Lewis Hazelwood-Horner wins £20,000 Threadneedle Prize 2016

The winner of The Columbia Threadneedle Prize 2016 of £20,000 is Lewis Hazelwood-Horner.

The competition is the leading open competition for figurative and representational art and the exhibitions are held annually at the Mall Galleries.

The prizewinning work is called "Salt in Tea". Lewis has also won a solo exhibition for a wider body of his work at Mall Galleries later this year.  Lewis has been painting the people involved in London based craft industries - traditional craftsmen - for some time and I'm sure we're going to have a treat when the exhibition is on display!

Salt in Tea by Lewis Hazelwood-Horner
This prize-winning painting followed a two ­year residency at the bespoke umbrella shop James Smith & Sons on New Oxford Street (the shop once seen is never forgotten!) in London. The title refers to when the craftsmen jokingly put salt or too much sugar in one another’s tea.  The setting is the basement where the umbrellas as made.

In terms of practice, his painting has a very textured surface - reminding me a lot in places of paintings by Lucian Freud
Painter Lewis Hazelwood-Horner’s work is concerned with the efficiency of the artist’s practise. The paint is generously applied to the canvas but in using the primed surface as a pallet little is left to waste, resulting in thick textured paintings.
Lewis recently graduated from LARA - the London Atelier of Representational Art (2012-14) – LARA - this is an interview with Lewis on the Lara website.

winner Threadneedle Prize 2016
Salt and Tea - Winner of the £20,000 Columbia Threadneedle award for figurative and representational art.

Wednesday, February 03, 2016

Urban Sketching doesn't happen in colouring books

I'm very disappointed in North Light Books.  I used to think they were a great publishing firm for artists.

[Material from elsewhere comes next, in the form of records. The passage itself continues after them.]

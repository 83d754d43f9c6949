//! Lifecycle state machines reported by the host.
//!
//! `ProcessState`: Stopped -> Starting -> Ready, with Failed reachable from
//! Starting (spawn/readiness failure) and Ready (crash after the restart budget).
//!
//! `InitState`: Uninitialized -> Initializing -> Initialized | InitFailed.

use serde::{Deserialize, Serialize};

/// State of the supervised backend process
#[derive(Debug, Clone, Copy, Default, PartialEq, Eq, Hash, Serialize, Deserialize)]
#[serde(rename_all = "lowercase")]
pub enum ProcessState {
    #[default]
    Stopped,
    Starting,
    Ready,
    Failed,
}

impl ProcessState {
    pub fn as_str(&self) -> &'static str {
        match self {
            ProcessState::Stopped => "stopped",
            ProcessState::Starting => "starting",
            ProcessState::Ready => "ready",
            ProcessState::Failed => "failed",
        }
    }

    /// Whether the process can serve requests
    pub fn is_ready(&self) -> bool {
        matches!(self, ProcessState::Ready)
    }
}

impl std::fmt::Display for ProcessState {
    fn fmt(&self, f: &mut std::fmt::Formatter<'_>) -> std::fmt::Result {
        f.write_str(self.as_str())
    }
}

/// State of the one-time backend bootstrap
#[derive(Debug, Clone, Copy, Default, PartialEq, Eq, Hash, Serialize, Deserialize)]
#[serde(rename_all = "snake_case")]
pub enum InitState {
    #[default]
    Uninitialized,
    Initializing,
    Initialized,
    InitFailed,
}

impl InitState {
    pub fn as_str(&self) -> &'static str {
        match self {
            InitState::Uninitialized => "uninitialized",
            InitState::Initializing => "initializing",
            InitState::Initialized => "initialized",
            InitState::InitFailed => "init_failed",
        }
    }

    /// Whether the bootstrap has run to an outcome
    pub fn is_settled(&self) -> bool {
        matches!(self, InitState::Initialized | InitState::InitFailed)
    }
}

impl std::fmt::Display for InitState {
    fn fmt(&self, f: &mut std::fmt::Formatter<'_>) -> std::fmt::Result {
        f.write_str(self.as_str())
    }
}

I always used to look out for their new publications and was delighted when I found out my book would be published by them.

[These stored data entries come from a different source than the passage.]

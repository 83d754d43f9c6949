//! Host configuration
//!
//! Everything is read once from the environment at boot. `from_lookup` takes
//! the variable source as a closure so tests never touch the process env.

use std::path::PathBuf;
use std::time::Duration;

use crate::supervisor::SupervisorConfig;

pub const DEFAULT_HOST: &str = "127.0.0.1";
pub const DEFAULT_PORT: u16 = 3000;
pub const DEFAULT_ADMIN_EMAIL: &str = "admin@clairvoyance.local";
pub const DEFAULT_ADMIN_PASSWORD: &str = "securepassword123";

/// Configuration error
#[derive(Debug, thiserror::Error)]
pub enum ConfigError {
    #[error("invalid value for {var}: '{value}' ({reason})")]
    InvalidValue {
        var: &'static str,
        value: String,
        reason: String,
    },
}

/// Selects executable path and bind address defaults
#[derive(Debug, Clone, Copy, PartialEq, Eq)]
pub enum RunMode {
    Development,
    Production,
}

impl RunMode {
    pub fn parse(raw: &str) -> Self {
        match raw.trim().to_ascii_lowercase().as_str() {
            "production" | "prod" => RunMode::Production,
            _ => RunMode::Development,
        }
    }

    fn default_executable(&self) -> PathBuf {
        match self {
            RunMode::Development => PathBuf::from("src/lib/pocketbase/pocketbase"),
            RunMode::Production => PathBuf::from("pocketbase/pocketbase"),
        }
    }

    fn default_bind(&self) -> &'static str {
        match self {
            RunMode::Development => "127.0.0.1:8090",
            RunMode::Production => "0.0.0.0:8090",
        }
    }
}

/// Admin credential used by the bootstrap
#[derive(Clone, PartialEq, Eq)]
pub struct AdminCredentials {
    pub email: String,
    pub password: String,
}

impl Default for AdminCredentials {
    fn default() -> Self {
        Self {
            email: DEFAULT_ADMIN_EMAIL.to_string(),
            password: DEFAULT_ADMIN_PASSWORD.to_string(),
        }
    }
}

impl std::fmt::Debug for AdminCredentials {
    fn fmt(&self, f: &mut std::fmt::Formatter<'_>) -> std::fmt::Result {
        f.debug_struct("AdminCredentials")
            .field("email", &self.email)
            .field("password", &"<redacted>")
            .finish()
    }
}

/// Embedded backend settings
#[derive(Debug, Clone)]
pub struct BackendConfig {
    pub executable: PathBuf,
    pub bind: String,
    pub data_dir: PathBuf,
    /// Where the host reaches the backend (proxy target and bootstrap client)
    pub base_url: String,
    /// Spawn and supervise the backend; false when it is managed elsewhere
    pub spawn: bool,
    pub ready_timeout: Duration,
}

/// Full host configuration
#[derive(Debug, Clone)]
pub struct AppConfig {
    pub mode: RunMode,
    pub host: String,
    pub port: u16,
    pub backend: BackendConfig,
    pub admin: AdminCredentials,
    /// Add permissive CORS headers to proxied responses
    pub proxy_cors: bool,
    pub ontology_db: PathBuf,
    pub static_dir: Option<PathBuf>,
}

impl AppConfig {
    /// Read configuration from the process environment
    pub fn from_env() -> Result<Self, ConfigError> {
        Self::from_lookup(|key| std::env::var(key).ok())
    }

    /// Read configuration from an arbitrary variable source
    pub fn from_lookup<F>(lookup: F) -> Result<Self, ConfigError>
    where
        F: Fn(&str) -> Option<String>,
    {
        let get = |key: &str| lookup(key).filter(|v| !v.trim().is_empty());

        let mode = get("CLAIRVOYANCE_ENV")
            .map(|v| RunMode::parse(&v))
            .unwrap_or(RunMode::Development);

        let port = match get("CLAIRVOYANCE_PORT") {
            Some(raw) => parse_port("CLAIRVOYANCE_PORT", &raw)?,
            None => DEFAULT_PORT,
        };

        let bind = get("POCKETBASE_BIND").unwrap_or_else(|| mode.default_bind().to_string());
        let base_url = match get("POCKETBASE_URL") {
            Some(url) => url.trim_end_matches('/').to_string(),
            None => local_url_for_bind(&bind)?,
        };

        let ready_timeout = match get("POCKETBASE_READY_TIMEOUT_SECS") {
            Some(raw) => Duration::from_secs(raw.trim().parse::<u64>().map_err(|e| {
                ConfigError::InvalidValue {
                    var: "POCKETBASE_READY_TIMEOUT_SECS",
                    value: raw.clone(),
                    reason: e.to_string(),
                }
            })?),
            None => Duration::from_secs(10),
        };

        let backend = BackendConfig {
            executable: get("POCKETBASE_BIN")
                .map(PathBuf::from)
                .unwrap_or_else(|| mode.default_executable()),
            bind,
            data_dir: get("POCKETBASE_DATA_DIR")
                .map(PathBuf::from)
                .unwrap_or_else(|| PathBuf::from("pb_data")),
            base_url,
            spawn: match get("POCKETBASE_SPAWN") {
                Some(raw) => parse_bool("POCKETBASE_SPAWN", &raw)?,
                None => true,
            },
            ready_timeout,
        };

        let admin = AdminCredentials {
            email: get("POCKETBASE_ADMIN_EMAIL").unwrap_or_else(|| DEFAULT_ADMIN_EMAIL.to_string()),
            password: get("POCKETBASE_ADMIN_PASSWORD")
                .unwrap_or_else(|| DEFAULT_ADMIN_PASSWORD.to_string()),
        };

        Ok(Self {
            mode,
            host: get("CLAIRVOYANCE_HOST").unwrap_or_else(|| DEFAULT_HOST.to_string()),
            port,
            backend,
            admin,
            proxy_cors: match get("CLAIRVOYANCE_PROXY_CORS") {
                Some(raw) => parse_bool("CLAIRVOYANCE_PROXY_CORS", &raw)?,
                None => false,
            },
            ontology_db: get("ONTOLOGY_DB")
                .map(PathBuf::from)
                .unwrap_or_else(|| PathBuf::from("data/ontology.db")),
            static_dir: get("CLAIRVOYANCE_STATIC_DIR").map(PathBuf::from),
        })
    }

    /// Supervisor settings for the configured backend
    pub fn supervisor_config(&self) -> SupervisorConfig {
        SupervisorConfig {
            executable: self.backend.executable.clone(),
            bind: self.backend.bind.clone(),
            data_dir: self.backend.data_dir.clone(),
            base_url: self.backend.base_url.clone(),
            ready_timeout: self.backend.ready_timeout,
            ..SupervisorConfig::default()
        }
    }
}

/// Loopback URL for a `host:port` bind address
///
/// Wildcard binds map to 127.0.0.1 since the host always runs beside the backend.
pub fn local_url_for_bind(bind: &str) -> Result<String, ConfigError> {
    let invalid = |reason: &str| ConfigError::InvalidValue {
        var: "POCKETBASE_BIND",
        value: bind.to_string(),
        reason: reason.to_string(),
    };

    let (host, port) = bind.rsplit_once(':').ok_or_else(|| invalid("expected host:port"))?;
    let port: u16 = port.parse().map_err(|_| invalid("port is not a number"))?;

    let host = match host {
        "" | "0.0.0.0" | "[::]" | "::" => "127.0.0.1",
        other => other,
    };

    Ok(format!("http://{}:{}", host, port))
}

fn parse_port(var: &'static str, raw: &str) -> Result<u16, ConfigError> {
    raw.trim()
        .parse::<u16>()
        .map_err(|e| ConfigError::InvalidValue {
            var,
            value: raw.to_string(),
            reason: e.to_string(),
        })
}

fn parse_bool(var: &'static str, raw: &str) -> Result<bool, ConfigError> {
    match raw.trim().to_ascii_lowercase().as_str() {
        "1" | "true" | "yes" | "on" => Ok(true),
        "0" | "false" | "no" | "off" => Ok(false),
        _ => Err(ConfigError::InvalidValue {
            var,
            value: raw.to_string(),
            reason: "expected true or false".to_string(),
        }),
    }
}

The reason I'm disappointed is that North Light Books have put out a Call for Entries for urban sketchers to contribute pen and ink art for a COLOURING BOOK!

the beginning of the Call for Entries
(The referenced sketch is from a VERY different sort of book by Marc Taro Holmes - as you can see from the title
Make sure when signing a book contract that your sketches can NOT be used for colouring books!)
I'm not a fan of Colouring Books. I used to enjoy them when I was a small child. I can sort of see the meditative point of the mandala types ones. However they are essentially for people who like colour and colouring and they are very definitely NOT about drawing and sketching.

The thing is colouring books are selling in the millions.

They are the latest fad. They're keeping WH Smith's bottom line looking good right now.  If you put "drawing" into Amazon, and search for the featured books all you can see is colouring books.   Try it.

It's very, very depressing. People colour in a design and think they're drawing.

Let's be very clear. Colouring books do NOT teach anybody about how to draw or sketch.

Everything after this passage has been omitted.